■ **Exercise input**:
//! Request construction.
//!
//! # Responsibilities
//! - Collect endpoint, body, caller headers and deadline override
//! - Serialize JSON bodies once, replayable across retries
//! - Hand the call to the client core and decode the result
//!
//! # Design Decisions
//! - Build errors are deferred to send time so they are logged like any failure
//! - Multipart bodies are consumed by the first attempt and never retried

use std::time::Duration;

use reqwest::header::{HeaderMap, HeaderName, HeaderValue, AUTHORIZATION};
use reqwest::multipart::Form;
use reqwest::{Method, RequestBuilder};
use serde::de::DeserializeOwned;
use serde::Serialize;
use serde_json::Value;

use crate::error::{ApiError, ApiResult};
use crate::http::client::ApiClient;
use crate::http::response::decode_payload;

/// Body of an outbound request.
#[derive(Debug, Default)]
pub enum RequestBody {
    #[default]
    Empty,
    /// Pre-serialized JSON, cloned for every attempt.
    Json(Vec<u8>),
    /// Multipart form, taken by the first attempt.
    Form(Option<Form>),
    /// The body could not be built; reported when the call is sent.
    Invalid(String),
}

impl RequestBody {
    pub fn is_multipart(&self) -> bool {
        matches!(self, RequestBody::Form(_))
    }

    /// Attach the body for one attempt.
    pub(crate) fn apply(&mut self, builder: RequestBuilder) -> ApiResult<RequestBuilder> {
        match self {
            RequestBody::Empty => Ok(builder),
            RequestBody::Json(bytes) => Ok(builder.body(bytes.clone())),
            RequestBody::Form(form) => form
                .take()
                .map(|form| builder.multipart(form))
                .ok_or_else(|| ApiError::InvalidRequest("multipart body already sent".to_string())),
            RequestBody::Invalid(reason) => Err(ApiError::InvalidRequest(reason.clone())),
        }
    }
}

/// A pending call on an [`ApiClient`].
#[must_use = "requests do nothing until sent"]
#[derive(Debug)]
pub struct ApiRequest<'a> {
    client: &'a ApiClient,
    method: Method,
    endpoint: String,
    body: RequestBody,
    headers: HeaderMap,
    timeout: Option<Duration>,
    invalid_header: Option<String>,
}

impl<'a> ApiRequest<'a> {
    pub(crate) fn new(client: &'a ApiClient, method: Method, endpoint: String) -> Self {
        Self {
            client,
            method,
            endpoint,
            body: RequestBody::Empty,
            headers: HeaderMap::new(),
            timeout: None,
            invalid_header: None,
        }
    }

    /// Serialize `body` as the JSON payload.
    pub fn json<B: Serialize + ?Sized>(mut self, body: &B) -> Self {
        self.body = match serde_json::to_vec(body) {
            Ok(bytes) => RequestBody::Json(bytes),
            Err(e) => RequestBody::Invalid(format!("failed to serialize body: {}", e)),
        };
        self
    }

    pub(crate) fn form(mut self, form: Form) -> Self {
        self.body = RequestBody::Form(Some(form));
        self
    }

    /// Add one header; it overrides defaults and trace headers of the same name.
    pub fn header(mut self, name: &str, value: &str) -> Self {
        match (
            HeaderName::from_bytes(name.as_bytes()),
            HeaderValue::from_str(value),
        ) {
            (Ok(name), Ok(value)) => {
                self.headers.insert(name, value);
            }
            _ => {
                self.invalid_header = Some(name.to_string());
            }
        }
        self
    }

    /// Merge a header map; later values replace earlier ones.
    pub fn headers(mut self, headers: HeaderMap) -> Self {
        for (name, value) in &headers {
            self.headers.insert(name.clone(), value.clone());
        }
        self
    }

    /// `Authorization: Bearer <token>`.
    pub fn bearer_auth(mut self, token: &str) -> Self {
        match HeaderValue::from_str(&format!("Bearer {}", token)) {
            Ok(mut value) => {
                value.set_sensitive(true);
                self.headers.insert(AUTHORIZATION, value);
            }
            Err(_) => self.invalid_header = Some(AUTHORIZATION.to_string()),
        }
        self
    }

    /// Override the client's per-attempt deadline for this call.
    pub fn timeout(mut self, timeout: Duration) -> Self {
        self.timeout = Some(timeout);
        self
    }

    /// Send and return the JSON body exactly as received.
    pub async fn send_value(self) -> ApiResult<Value> {
        let body = match self.invalid_header {
            Some(name) => RequestBody::Invalid(format!("invalid header '{}'", name)),
            None => self.body,
        };
        self.client
            .execute(self.method, &self.endpoint, body, &self.headers, self.timeout)
            .await
    }

    /// Send and decode the JSON body into `T` without unwrapping.
    pub async fn send<T: DeserializeOwned>(self) -> ApiResult<T> {
        let value = self.send_value().await?;
        serde_json::from_value(value).map_err(|e| ApiError::SchemaMismatch(e.to_string()))
    }

    /// Send and decode through the strict envelope classifier.
    pub async fn send_enveloped<T: DeserializeOwned>(self) -> ApiResult<T> {
        let value = self.send_value().await?;
        decode_payload(value)
    }
}

#[cfg(test)]
mod tests {
    use super::*;
    use crate::config::schema::Service;

    fn client() -> ApiClient {
        ApiClient::new(Service::Backend, "http://localhost:3001").unwrap()
    }

    #[test]
    fn test_json_body_is_replayable() {
        let client = client();
        let mut body = client.post("/api/urls").json(&serde_json::json!({"url": "https://conhub.dev"})).body;
        let transport = reqwest::Client::new();

        for _ in 0..2 {
            let builder = transport.post("http://localhost:3001/api/urls");
            let request = body.apply(builder).unwrap().build().unwrap();
            let sent = request.body().and_then(|b| b.as_bytes()).unwrap();
            assert_eq!(sent, br#"{"url":"https://conhub.dev"}"#);
        }
    }

    #[test]
    fn test_form_body_taken_once() {
        let mut body = RequestBody::Form(Some(Form::new().text("name", "notes.md")));
        assert!(body.is_multipart());

        let transport = reqwest::Client::new();
        assert!(body.apply(transport.post("http://localhost:3001/upload")).is_ok());
        let err = body.apply(transport.post("http://localhost:3001/upload")).unwrap_err();
        assert!(matches!(err, ApiError::InvalidRequest(_)));
    }

    #[test]
    fn test_invalid_header_recorded() {
        let client = client();
        let request = client.get("/health").header("bad header", "x");
        assert_eq!(request.invalid_header.as_deref(), Some("bad header"));

        let request = client.get("/health").bearer_auth("abc");
        assert_eq!(request.headers[AUTHORIZATION], "Bearer abc");
        assert!(request.headers[AUTHORIZATION].is_sensitive());
    }
}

■ **What this task involves**: An exact copy of every entry is required.

■ **Solution for this task**:
//! Request construction.
//!
//! # Responsibilities
//! - Collect endpoint, body, caller headers and deadline override
//! - Serialize JSON bodies once, replayable across retries
//! - Hand the call to the client core and decode the result
//!
//! # Design Decisions
//! - Build errors are deferred to send time so they are logged like any failure
//! - Multipart bodies are consumed by the first attempt and never retried

use std::time::Duration;

use reqwest::header::{HeaderMap, HeaderName, HeaderValue, AUTHORIZATION};
use reqwest::multipart::Form;
use reqwest::{Method, RequestBuilder};
use serde::de::DeserializeOwned;
use serde::Serialize;
use serde_json::Value;

use crate::error::{ApiError, ApiResult};
use crate::http::client::ApiClient;
use crate::http::response::decode_payload;

/// Body of an outbound request.
#[derive(Debug, Default)]
pub enum RequestBody {
    #[default]
    Empty,
    /// Pre-serialized JSON, cloned for every attempt.
    Json(Vec<u8>),
    /// Multipart form, taken by the first attempt.
    Form(Option<Form>),
    /// The body could not be built; reported when the call is sent.
    Invalid(String),
}

impl RequestBody {
    pub fn is_multipart(&self) -> bool {
        matches!(self, RequestBody::Form(_))
    }

    /// Attach the body for one attempt.
    pub(crate) fn apply(&mut self, builder: RequestBuilder) -> ApiResult<RequestBuilder> {
        match self {
            RequestBody::Empty => Ok(builder),
            RequestBody::Json(bytes) => Ok(builder.body(bytes.clone())),
            RequestBody::Form(form) => form
                .take()
                .map(|form| builder.multipart(form))
                .ok_or_else(|| ApiError::InvalidRequest("multipart body already sent".to_string())),
            RequestBody::Invalid(reason) => Err(ApiError::InvalidRequest(reason.clone())),
        }
    }
}

/// A pending call on an [`ApiClient`].
#[must_use = "requests do nothing until sent"]
#[derive(Debug)]
pub struct ApiRequest<'a> {
    client: &'a ApiClient,
    method: Method,
    endpoint: String,
    body: RequestBody,
    headers: HeaderMap,
    timeout: Option<Duration>,
    invalid_header: Option<String>,
}

impl<'a> ApiRequest<'a> {
    pub(crate) fn new(client: &'a ApiClient, method: Method, endpoint: String) -> Self {
        Self {
            client,
            method,
            endpoint,
            body: RequestBody::Empty,
            headers: HeaderMap::new(),
            timeout: None,
            invalid_header: None,
        }
    }

    /// Serialize `body` as the JSON payload.
    pub fn json<B: Serialize + ?Sized>(mut self, body: &B) -> Self {
        self.body = match serde_json::to_vec(body) {
            Ok(bytes) => RequestBody::Json(bytes),
            Err(e) => RequestBody::Invalid(format!("failed to serialize body: {}", e)),
        };
        self
    }

    pub(crate) fn form(mut self, form: Form) -> Self {
        self.body = RequestBody::Form(Some(form));
        self
    }

    /// Add one header; it overrides defaults and trace headers of the same name.
    pub fn header(mut self, name: &str, value: &str) -> Self {
        match (
            HeaderName::from_bytes(name.as_bytes()),
            HeaderValue::from_str(value),
        ) {
            (Ok(name), Ok(value)) => {
                self.headers.insert(name, value);
            }
            _ => {
                self.invalid_header = Some(name.to_string());
            }
        }
        self
    }

    /// Merge a header map; later values replace earlier ones.
    pub fn headers(mut self, headers: HeaderMap) -> Self {
        for (name, value) in &headers {
            self.headers.insert(name.clone(), value.clone());
        }
        self
    }

    /// `Authorization: Bearer <token>`.
    pub fn bearer_auth(mut self, token: &str) -> Self {
        match HeaderValue::from_str(&format!("Bearer {}", token)) {
            Ok(mut value) => {
                value.set_sensitive(true);
                self.headers.insert(AUTHORIZATION, value);
            }
            Err(_) => self.invalid_header = Some(AUTHORIZATION.to_string()),
        }
        self
    }

    /// Override the client's per-attempt deadline for this call.
    pub fn timeout(mut self, timeout: Duration) -> Self {
        self.timeout = Some(timeout);
        self
    }

    /// Send and return the JSON body exactly as received.
    pub async fn send_value(self) -> ApiResult<Value> {
        let body = match self.invalid_header {
            Some(name) => RequestBody::Invalid(format!("invalid header '{}'", name)),
            None => self.body,
        };
        self.client
            .execute(self.method, &self.endpoint, body, &self.headers, self.timeout)
            .await
    }

    /// Send and decode the JSON body into `T` without unwrapping.
    pub async fn send<T: DeserializeOwned>(self) -> ApiResult<T> {
        let value = self.send_value().await?;
        serde_json::from_value(value).map_err(|e| ApiError::SchemaMismatch(e.to_string()))
    }

    /// Send and decode through the strict envelope classifier.
    pub async fn send_enveloped<T: DeserializeOwned>(self) -> ApiResult<T> {
        let value = self.send_value().await?;
        decode_payload(value)
    }
}

#[cfg(test)]
mod tests {
    use super::*;
    use crate::config::schema::Service;

    fn client() -> ApiClient {
        ApiClient::new(Service::Backend, "http://localhost:3001").unwrap()
    }

    #[test]
    fn test_json_body_is_replayable() {
        let client = client();
        let mut body = client.post("/api/urls").json(&serde_json::json!({"url": "https://conhub.dev"})).body;
        let transport = reqwest::Client::new();

        for _ in 0..2 {
            let builder = transport.post("http://localhost:3001/api/urls");
            let request = body.apply(builder).unwrap().build().unwrap();
            let sent = request.body().and_then(|b| b.as_bytes()).unwrap();
            assert_eq!(sent, br#"{"url":"https://conhub.dev"}"#);
        }
    }

    #[test]
    fn test_form_body_taken_once() {
        let mut body = RequestBody::Form(Some(Form::new().text("name", "notes.md")));
        assert!(body.is_multipart());

        let transport = reqwest::Client::new();
        assert!(body.apply(transport.post("http://localhost:3001/upload")).is_ok());
        let err = body.apply(transport.post("http://localhost:3001/upload")).unwrap_err();
        assert!(matches!(err, ApiError::InvalidRequest(_)));
    }

    #[test]
    fn test_invalid_header_recorded() {
        let client = client();
        let request = client.get("/health").header("bad header", "x");
        assert_eq!(request.invalid_header.as_deref(), Some("bad header"));

        let request = client.get("/health").bearer_auth("abc");
        assert_eq!(request.headers[AUTHORIZATION], "Bearer abc");
        assert!(request.headers[AUTHORIZATION].is_sensitive());
    }
}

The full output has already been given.